Todos temos de gerir seguranças e inseguranças e aprender a cada dia o que é melhor para nós, para todos os outros e para o bem comum, e por isso ficam algumas questões sobre as quais deveríamos reflectir:

  • Num país identificado pela OCDE como o quinto que mais consome ansiolíticos, e em cenários nos quais é imperativo driblar a ansiedade, como se faz prevenção em faixas etárias que, como acima se refere, raramente se viu privada do que quer que seja e não tem ainda experiência e maturidade para se autogerir?
  • De que modo, e quando, pessoas, famílias e comunidades foram alertadas e preparadas para os impactos das alterações dos ritmos de vida – por exemplo, o sono, os consumos, as relações?
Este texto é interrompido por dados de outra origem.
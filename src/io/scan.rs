use std::fs;
use std::path::{Path, PathBuf};

use tracing::debug;
use walkdir::WalkDir;

use crate::error::Result;
use crate::types::ImageKind;

/// Regular files directly inside `dir`, sorted by file name.
pub fn list_files(dir: &Path) -> Result<Vec<PathBuf>> {
    let mut files = Vec::new();
    for entry in fs::read_dir(dir)? {
        let entry = entry?;
        if entry.file_type()?.is_file() {
            files.push(entry.path());
        }
    }
    files.sort_by(|a, b| a.file_name().cmp(&b.file_name()));
    Ok(files)
}

/// Files of `dir` whose extension is a supported image kind.
pub fn list_images(dir: &Path) -> Result<Vec<(PathBuf, ImageKind)>> {
    Ok(list_files(dir)?
        .into_iter()
        .filter_map(|path| ImageKind::from_path(&path).map(|kind| (path, kind)))
        .collect())
}

/// Recursively collect files under `root` with extension `ext` (case-insensitive),
/// sorted by path. Unreadable entries are logged and skipped.
pub fn collect_files_with_extension(root: &Path, ext: &str) -> Vec<PathBuf> {
    let ext = ext.trim_start_matches('.');
    let mut files: Vec<PathBuf> = WalkDir::new(root)
        .follow_links(false)
        .into_iter()
        .filter_map(|entry| match entry {
            Ok(e) => Some(e),
            Err(err) => {
                debug!("Skipping unreadable entry: {}", err);
                None
            }
        })
        .filter(|e| e.file_type().is_file())
        .filter(|e| {
            e.path()
                .extension()
                .and_then(|x| x.to_str())
                .is_some_and(|x| x.eq_ignore_ascii_case(ext))
        })
        .map(|e| e.into_path())
        .collect();
    files.sort();
    files
}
  • Quantos jovens, com o apoio das famílias, dos pares ou das instituições a que estão ligados, foram encaminhados no sentido de “aproveitarem” a oportunidade que a pandemia trouxe, em termos de tempo, mas também de oferta, para investirem no desenvolvimento das suas competências?
  • Os mais jovens, tantas vezes assinalados como “viciados e refugiados” nas tecnologias, foram realmente aqueles que mais e melhor as usaram para suprir algumas necessidades trazidas pelo confinamento?
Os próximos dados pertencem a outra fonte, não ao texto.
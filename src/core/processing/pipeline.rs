use image::{DynamicImage, GenericImageView};
use tracing::debug;

use crate::core::processing::padding::{Canvas, center_offsets, pad_to_canvas};
use crate::core::processing::resize::{calculate_fit_dimensions, resize_image};
use crate::core::processing::trim::{find_content_bounds, trim_borders};
use crate::error::Result;
use crate::types::{Dimensions, ImageKind, ResizeFilter};

/// Options for normalizing a single image
#[derive(Copy, Clone, Debug)]
pub struct NormalizeOptions {
    pub target: Dimensions,
    pub trim: Option<u8>,
    pub filter: ResizeFilter,
}

/// Whether `img` differs from what normalization would produce.
///
/// Without trimming this is a plain size comparison. With trimming the content
/// bounds are compared to the target instead, so a target-sized image with a
/// margin is still processed. An image whose content already sits centered at
/// its fitted size (the output of an earlier pass, within one pixel of
/// resampling bleed) is left alone.
pub fn needs_normalization(img: &DynamicImage, options: &NormalizeOptions) -> bool {
    let current = Dimensions::new(img.width(), img.height());
    let target = options.target;

    let Some(tolerance) = options.trim else {
        return current != target;
    };
    let Some(bounds) = find_content_bounds(img, tolerance) else {
        return current != target;
    };

    let content = Dimensions::new(bounds.width, bounds.height);
    if current != target {
        return true;
    }
    if content == target {
        return false;
    }

    let fitted = calculate_fit_dimensions(content.width, content.height, target);
    let (x, y) = center_offsets(fitted, target);
    let settled = fitted.width.abs_diff(content.width) <= 1
        && fitted.height.abs_diff(content.height) <= 1
        && bounds.x.abs_diff(x) <= 1
        && bounds.y.abs_diff(y) <= 1;
    if !settled {
        debug!(
            "Content {} at ({}, {}) differs from fitted {} at ({}, {})",
            content, bounds.x, bounds.y, fitted, x, y
        );
    }
    !settled
}

/// Trim (optionally), fit inside the target keeping aspect ratio, and center on a
/// target-sized canvas chosen by `kind`.
pub fn normalize_image(
    img: DynamicImage,
    kind: ImageKind,
    options: &NormalizeOptions,
) -> Result<DynamicImage> {
    let img = match options.trim {
        Some(tolerance) => trim_borders(img, tolerance),
        None => img,
    };

    let (width, height) = img.dimensions();
    let fitted = calculate_fit_dimensions(width, height, options.target);
    debug!(
        "Fitting {}x{} into {} -> {}",
        width, height, options.target, fitted
    );

    let resized = resize_image(&img, fitted, options.filter)?;
    let canvas = if kind.keeps_alpha() {
        Canvas::TransparentWhite
    } else {
        Canvas::White
    };
    Ok(pad_to_canvas(&resized, options.target, canvas))
}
  • Quantos jovens mantiveram as suas rotinas em confinamento, quantos as alteraram parcialmente e quantos as alteraram profundamente?

Não se visa com este texto desagravar alguns comportamentos de risco que se têm registado, mas também não se pode cair na falácia de que os jovens são uns grandes irresponsáveis que põem em causa tudo e todos. São fases de vida de expectativas, de consolidação de valores e posturas, tão determinantes que marcam definitivamente o futuro das sociedades.
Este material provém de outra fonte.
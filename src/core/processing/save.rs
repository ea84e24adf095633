use std::io::Cursor;
use std::path::Path;

use image::DynamicImage;
use tracing::info;

use crate::error::Result;
use crate::io::writers::{encode_rgb_jpeg, write_atomic};
use crate::types::ImageKind;

/// Encode `img` in the format of `kind`. JPEG is always written as RGB at
/// `jpeg_quality`; PNG keeps alpha; GIF and BMP are written without it.
pub fn encode_image(img: &DynamicImage, kind: ImageKind, jpeg_quality: u8) -> Result<Vec<u8>> {
    match kind {
        ImageKind::Jpeg => {
            let rgb = img.to_rgb8();
            encode_rgb_jpeg(rgb.width(), rgb.height(), rgb.as_raw(), jpeg_quality)
        }
        ImageKind::Png => {
            let mut buf = Cursor::new(Vec::new());
            img.write_to(&mut buf, kind.image_format())?;
            Ok(buf.into_inner())
        }
        ImageKind::Gif | ImageKind::Bmp => {
            let rgb = DynamicImage::ImageRgb8(img.to_rgb8());
            let mut buf = Cursor::new(Vec::new());
            rgb.write_to(&mut buf, kind.image_format())?;
            Ok(buf.into_inner())
        }
    }
}

/// Encode and replace the file at `output` in place.
pub fn save_normalized_image(
    img: &DynamicImage,
    output: &Path,
    kind: ImageKind,
    jpeg_quality: u8,
) -> Result<()> {
    let bytes = encode_image(img, kind, jpeg_quality)?;
    write_atomic(output, &bytes)?;
    info!(
        "Saved {} {}x{} ({} bytes): {:?}",
        kind,
        img.width(),
        img.height(),
        bytes.len(),
        output
    );
    Ok(())
}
Mais do que apontar o dedo e criticar, é preciso que se perceba porque saem em grupos, porque fazem festas, porque têm consumos exagerados, porque têm atitudes de rebeldia e contestação e porque não se limitam a seguir o que lhes é indicado – registe-se novamente que isto não serve de justificação a qualquer tipo de comportamento irresponsável e condenável. Talvez tão só porque querem mais e melhor, porque não jogam para perder e a experiência ainda não lhes permite ponderar todas as consequências.

E recorda-me uma velha estória de infância que um leão jovem e fogoso encontrou um pedaço de carne fresca. Não querendo partilhá-la, levou-a para um sítio recatado onde a poderia comer sozinho. Pelo caminho teve de atravessar um rio, e ao ver a carne reflectida na água, aquele pedaço parecia maior que o que levava na boca. Largou o pedaço que levava preso nos dentes para apanhar um maior, e a corrente do rio levou a carne. São apenas jovens.